BEGIN

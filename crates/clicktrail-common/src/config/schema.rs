use crate::label::LabelRules;
use crate::protocol::DEFAULT_ENDPOINT;
use crate::selector::{DEFAULT_BANNER_SELECTOR, DEFAULT_TRACKED_SELECTORS};
use serde::{Deserialize, Serialize};

#[derive(Debug, Clone, Default, PartialEq, Serialize, Deserialize)]
pub struct ClickTrailConfig {
    #[serde(default)]
    pub tracker: TrackerConfig,
    #[serde(default)]
    pub banners: BannerConfig,
    #[serde(default)]
    pub logging: LoggingConfig,
}

/// How click reports leave the page.
#[derive(Debug, Clone, Copy, Default, PartialEq, Eq, Serialize, Deserialize)]
#[serde(rename_all = "snake_case")]
pub enum DeliveryMode {
    /// `fetch` with `keepalive: true`; reports non-2xx responses.
    #[default]
    FetchKeepalive,
    /// `navigator.sendBeacon`; no response is ever observed.
    Beacon,
}

/// How click listeners are attached.
#[derive(Debug, Clone, Copy, Default, PartialEq, Eq, Serialize, Deserialize)]
#[serde(rename_all = "snake_case")]
pub enum BindingMode {
    /// One listener per element present when the page becomes ready.
    #[default]
    PerElement,
    /// One listener on the document, matched at dispatch time. Covers
    /// elements inserted later.
    Delegated,
}

#[derive(Debug, Clone, PartialEq, Serialize, Deserialize)]
pub struct TrackerConfig {
    #[serde(default = "default_enabled")]
    pub enabled: bool,
    #[serde(default = "default_endpoint")]
    pub endpoint: String,
    #[serde(default = "default_selectors")]
    pub selectors: Vec<String>,
    #[serde(default)]
    pub delivery: DeliveryMode,
    #[serde(default)]
    pub binding: BindingMode,
    #[serde(default)]
    pub labels: LabelRules,
}

impl Default for TrackerConfig {
    fn default() -> Self {
        Self {
            enabled: default_enabled(),
            endpoint: default_endpoint(),
            selectors: default_selectors(),
            delivery: DeliveryMode::default(),
            binding: BindingMode::default(),
            labels: LabelRules::default(),
        }
    }
}

fn default_enabled() -> bool {
    true
}

fn default_endpoint() -> String {
    DEFAULT_ENDPOINT.to_string()
}

fn default_selectors() -> Vec<String> {
    DEFAULT_TRACKED_SELECTORS
        .iter()
        .map(|s| s.to_string())
        .collect()
}

#[derive(Debug, Clone, PartialEq, Serialize, Deserialize)]
pub struct BannerConfig {
    #[serde(default = "default_enabled")]
    pub enabled: bool,
    #[serde(default = "default_banner_selector")]
    pub selector: String,
    #[serde(default = "default_delay_ms")]
    pub delay_ms: u32,
    /// Remove a banner from the page when its close behavior throws.
    #[serde(default = "default_remove_on_close_failure")]
    pub remove_on_close_failure: bool,
}

impl Default for BannerConfig {
    fn default() -> Self {
        Self {
            enabled: default_enabled(),
            selector: default_banner_selector(),
            delay_ms: default_delay_ms(),
            remove_on_close_failure: default_remove_on_close_failure(),
        }
    }
}

fn default_banner_selector() -> String {
    DEFAULT_BANNER_SELECTOR.to_string()
}

fn default_delay_ms() -> u32 {
    4000
}

fn default_remove_on_close_failure() -> bool {
    true
}

#[derive(Debug, Clone, PartialEq, Serialize, Deserialize)]
pub struct LoggingConfig {
    #[serde(default = "default_level")]
    pub level: String,
    /// Logged once at info when the page has been wired up.
    #[serde(default, skip_serializing_if = "Option::is_none")]
    pub ready_message: Option<String>,
}

impl Default for LoggingConfig {
    fn default() -> Self {
        Self {
            level: default_level(),
            ready_message: None,
        }
    }
}

fn default_level() -> String {
    "info".to_string()
}
use thiserror::Error;

/// Errors raised while sending a serialized click to the collector.
#[derive(Debug, Clone, Error)]
pub enum TransportError {
    /// No delivery mechanism exists in this context (no window, no navigator, etc.)
    #[error("Transport unavailable: {0}")]
    Unavailable(String),

    /// The browser refused to queue the request (e.g. sendBeacon returned false)
    #[error("Request rejected: {0}")]
    Rejected(String),

    /// The collector answered with a non-2xx status
    #[error("Collector responded with status {0}")]
    Status(u16),

    /// Network failure, CORS, abort, etc.
    #[error("Network error: {0}")]
    Network(String),
}

/// Errors in the click tracking pipeline.
#[derive(Debug, Error)]
pub enum TrackError {
    #[error("Failed to serialize click event: {0}")]
    Serialize(#[from] serde_json::Error),

    #[error(transparent)]
    Transport(#[from] TransportError),
}

/// A banner's close behavior threw.
#[derive(Debug, Clone, Error)]
pub enum DismissError {
    #[error("Failed to close banner {target}: {reason}")]
    Close { target: String, reason: String },
}

#[derive(Debug, Clone, PartialEq, Eq, Error)]
pub enum SelectorError {
    #[error("Empty selector")]
    Empty,

    #[error("Unsupported selector syntax: {0}")]
    Unsupported(String),
}
pub mod loader;
pub mod preview;
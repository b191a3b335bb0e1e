pub mod loader;
pub mod schema;

pub use loader::{ConfigError, ConfigLoader};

END

# WORK TO BE COMPLETED
All lines of the data above that include the word "navigator" must be shown.

# COMPLETED TASK
    /// `navigator.sendBeacon`; no response is ever observed.
    /// No delivery mechanism exists in this context (no window, no navigator, etc.)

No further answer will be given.